What is being asked: All lines from the opening of the entries below through the line containing "fn get(&self, key: &str) -> Option<Pixmap>;" must be output exactly as they appear, with no other lines.

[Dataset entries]
☆ ☆ ☆

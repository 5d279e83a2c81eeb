//! Pixmap Cache
//!
//! Memoizes rendered avatar composites keyed by on-screen size, user level and
//! avatar identity. The cache is a pure optimization: entries may be evicted
//! at any time and every caller must treat a miss as the normal path.

use std::collections::HashMap;
use std::sync::Arc;

use log::debug;
use parking_lot::RwLock;

use super::pixmap::Pixmap;

/// Injectable cache capability, so tests can substitute a deterministic
/// in-memory stand-in for the process-wide default.
pub trait PixmapCache: Send + Sync {
    fn get(&self, key: &str) -> Option<Pixmap>;
    fn put(&self, key: &str, pixmap: Pixmap);
}

/// Entry cap for [`InMemoryPixmapCache`]. Eviction beyond this is arbitrary;
/// no caller may rely on retention.
const MAX_ENTRIES: usize = 256;

pub struct InMemoryPixmapCache {
    entries: RwLock<HashMap<String, Pixmap>>,
}

impl InMemoryPixmapCache {
    pub fn new() -> Self {
        Self {
            entries: RwLock::new(HashMap::new()),
        }
    }

    pub fn len(&self) -> usize {
        self.entries.read().len()
    }

    pub fn is_empty(&self) -> bool {
        self.entries.read().is_empty()
    }

    pub fn clear(&self) {
        self.entries.write().clear();
    }
}

impl Default for InMemoryPixmapCache {
    fn default() -> Self {
        Self::new()
    }
}

impl PixmapCache for InMemoryPixmapCache {
    fn get(&self, key: &str) -> Option<Pixmap> {
        self.entries.read().get(key).cloned()
    }

    fn put(&self, key: &str, pixmap: Pixmap) {
        let mut entries = self.entries.write();
        if entries.len() >= MAX_ENTRIES && !entries.contains_key(key) {
            if let Some(victim) = entries.keys().next().cloned() {
                debug!("pixmap cache full, evicting {}", victim);
                entries.remove(&victim);
            }
        }
        entries.insert(key.to_string(), pixmap);
    }
}

lazy_static::lazy_static! {
    static ref SHARED_CACHE: Arc<InMemoryPixmapCache> = Arc::new(InMemoryPixmapCache::new());
}

/// Process-wide default pixmap cache shared by all panels.
pub fn shared_cache() -> Arc<InMemoryPixmapCache> {
    SHARED_CACHE.clone()
}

☆ ☆ ☆

Answer to the exercise:
repository 5d279e83a2c81eeb
//! Pixmap Cache
//!
//! Memoizes rendered avatar composites keyed by on-screen size, user level and
//! avatar identity. The cache is a pure optimization: entries may be evicted
//! at any time and every caller must treat a miss as the normal path.

use std::collections::HashMap;
use std::sync::Arc;

use log::debug;
use parking_lot::RwLock;

use super::pixmap::Pixmap;

/// Injectable cache capability, so tests can substitute a deterministic
/// in-memory stand-in for the process-wide default.
pub trait PixmapCache: Send + Sync {
    fn get(&self, key: &str) -> Option<Pixmap>;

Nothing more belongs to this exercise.